John Namjun Kim specializes in critical theory and modern German and Japanese literature and philosophy. His specific areas of research include Kant and German Idealism, German Classicism and Romanticism, as well as Heidegger and the Kyoto School. His current book project, The Reflection of Violence: Temporality and Integration from German Idealism to Imperial Japan, examines the temporal structure of social integration from the Kantian perspective of “reflective judgment” and the modern production of “minority” subjects. He offers a wide variety of courses ranging from undergraduate German language classes to graduate seminars on contemporary critical theory. In the 2006 – 2007 academic year he will offer the following courses: CPLT 028 “Justice, Law, Violence” and an independent study workshop, “Reading Kant in German” (Fall ‘06); GER 173 “Age of Goethe: Faust” (Winter ‘07); as well as JPN 145 “Modern Japanese Thought” and CPLT 220 “German Aesthetic Theory” (Spring ‘07).

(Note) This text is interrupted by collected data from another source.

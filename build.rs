use std::fs;
use std::path::Path;
use std::process::Command;

fn main() {
    // Get version components
    let base_version = get_base_version().unwrap_or_else(|| "0.0".to_string());
    let commit_count = get_commit_count().unwrap_or(0);
    let git_hash = get_git_hash().unwrap_or_else(|| "unknown".to_string());
    let dirty_suffix = if is_repo_dirty() { "-dirty" } else { "" };

    // Full version: MAJOR.MINOR.COMMIT-COUNT
    let full_version = format!("{}.{}", base_version, commit_count);

    println!("cargo:rustc-env=APP_VERSION={}", full_version);
    println!("cargo:rustc-env=GIT_HASH={}{}", git_hash, dirty_suffix);

    // Rerun if VERSION file changes
    println!("cargo:rerun-if-changed=../VERSION");
}

fn get_base_version() -> Option<String> {
    // Try to read from VERSION file in repo root
    for version_path in &["../VERSION", "VERSION"] {
        if let Ok(content) = fs::read_to_string(version_path) {
            let version = content.trim().to_string();
            if !version.is_empty() {
                return Some(version);
            }
        }
    }

    // Fall back to CARGO_PKG_VERSION (strips patch version if present)
    std::env::var("CARGO_PKG_VERSION").ok().map(|v| {
        let parts: Vec<&str> = v.split('.').collect();
        if parts.len() >= 2 {
            format!("{}.{}", parts[0], parts[1])
        } else {
            v
        }
    })
}

fn get_commit_count() -> Option<u32> {
    // Check for COMMIT_COUNT env var first (for Docker builds)
    if let Ok(count) = std::env::var("COMMIT_COUNT") {
        if let Ok(n) = count.parse() {
            return Some(n);
        }
    }

    // Fall back to git command
    Command::new("git")
        .args(["rev-list", "--count", "HEAD"])
        .output()
        .ok()
        .and_then(|o| {
            if o.status.success() {
                String::from_utf8(o.stdout)
                    .ok()
                    .and_then(|s| s.trim().parse().ok())
            } else {
                None
            }
        })
}

fn is_repo_dirty() -> bool {
    // Check GIT_DIRTY env var first (for Docker builds)
    if let Ok(val) = std::env::var("GIT_DIRTY") {
        return val == "1" || val.to_lowercase() == "true";
    }

    // Fall back to git command (for local builds)
    Command::new("git")
        .args(["status", "--porcelain"])
        .output()
        .ok()
        .map(|o| o.status.success() && !o.stdout.is_empty())
        .unwrap_or(false)
}

fn get_git_hash() -> Option<String> {
    // Check for GIT_HASH env var first (e.g., from Docker build arg)
    if let Ok(hash) = std::env::var("GIT_HASH") {
        if !hash.is_empty() && hash != "unknown" {
            return Some(hash);
        }
    }

    // Try to read from .git directory (check parent for monorepo structure)
    for git_dir in &[".git", "../.git"] {
        if let Some(hash) = read_git_hash(Path::new(git_dir)) {
            return Some(hash);
        }
    }

    None
}

fn read_git_hash(git_dir: &Path) -> Option<String> {
    let head_path = git_dir.join("HEAD");
    let head_content = fs::read_to_string(&head_path).ok()?;
    let head_content = head_content.trim();

    if head_content.starts_with("ref: ") {
        // HEAD points to a ref, e.g., "ref: refs/heads/main"
        let ref_path = head_content.strip_prefix("ref: ")?;
        let full_ref_path = git_dir.join(ref_path);
        let hash = fs::read_to_string(&full_ref_path).ok()?;
        Some(hash.trim()[..7].to_string())
    } else {
        // Detached HEAD - contains the hash directly
        Some(head_content[..7].to_string())
    }
}
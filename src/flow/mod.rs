//! C4: the flow-row data model and store contract for the device and
//! authorization-code grant state machines.

mod store;

pub use store::{FlowStore, SqliteFlowStore};

use std::collections::HashMap;

#[derive(Debug, Clone, Copy, PartialEq, Eq)]
pub enum FlowKind {
    Device,
    AuthCode,
}

#[derive(Debug, Clone, PartialEq, Eq)]
pub enum FlowStatus {
    Pending,
    Ready,
}

/// The id_token claims attached to a row on upstream completion, stored as
/// a flat string map per the data model (`map<string,string>`).
pub type IdTokenMap = HashMap<String, String>;

#[derive(Debug, Clone)]
pub struct FlowRow {
    pub kind: FlowKind,
    pub client_id: String,
    pub scope: String,
    pub audience: String,

    // Device-flow fields.
    pub user_code: Option<String>,
    pub device_code: Option<String>,

    // Auth-code-flow fields.
    pub uuid: Option<String>,
    pub code: Option<String>,
    pub redirect_uri: Option<String>,
    pub code_challenge: Option<String>,
    pub code_challenge_method: Option<String>,

    pub status: FlowStatus,
    pub id_token: Option<IdTokenMap>,
    pub created_at: i64,
}

#[derive(Debug, thiserror::Error)]
pub enum FlowStoreError {
    #[error("row not found")]
    NotFound,
    #[error("row has wrong status for this transition")]
    WrongStatus,
    #[error("authorization is still pending")]
    PendingAuthorization,
    #[error("flow has expired")]
    ExpiredFlow,
    #[error("storage error: {0}")]
    Storage(String),
}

Professor Kim’s publications include “Kant’s Saving Clause and Secret Article: Irony, Performativity and History in Zum ewigen Frieden,” in The Germanic Review (forthcoming 2007): “On the Brink of Universality: German Cosmopolitanism in Japanese Imperialism,” in positions: east asia cultures critique ( f orthcoming 2007); “The Temporality of Empire” in Pan-Asianism in Modern Japanese History , edited by J. Victor Koschmann and Sven Saaler ( London: Routledge, i n press 2006); as well as an article in Japanese “ Cultural Heterogeneity and Philosophical Nationalism ,” in Quadrante: A Journal for the Synthesis of Regions, Cultures, and Class. 4 (2002): 259-69. He also currently serves on the editorial collective of Traces: A Multilingual Series of Cultural Theory and Translation (University of Washington Press).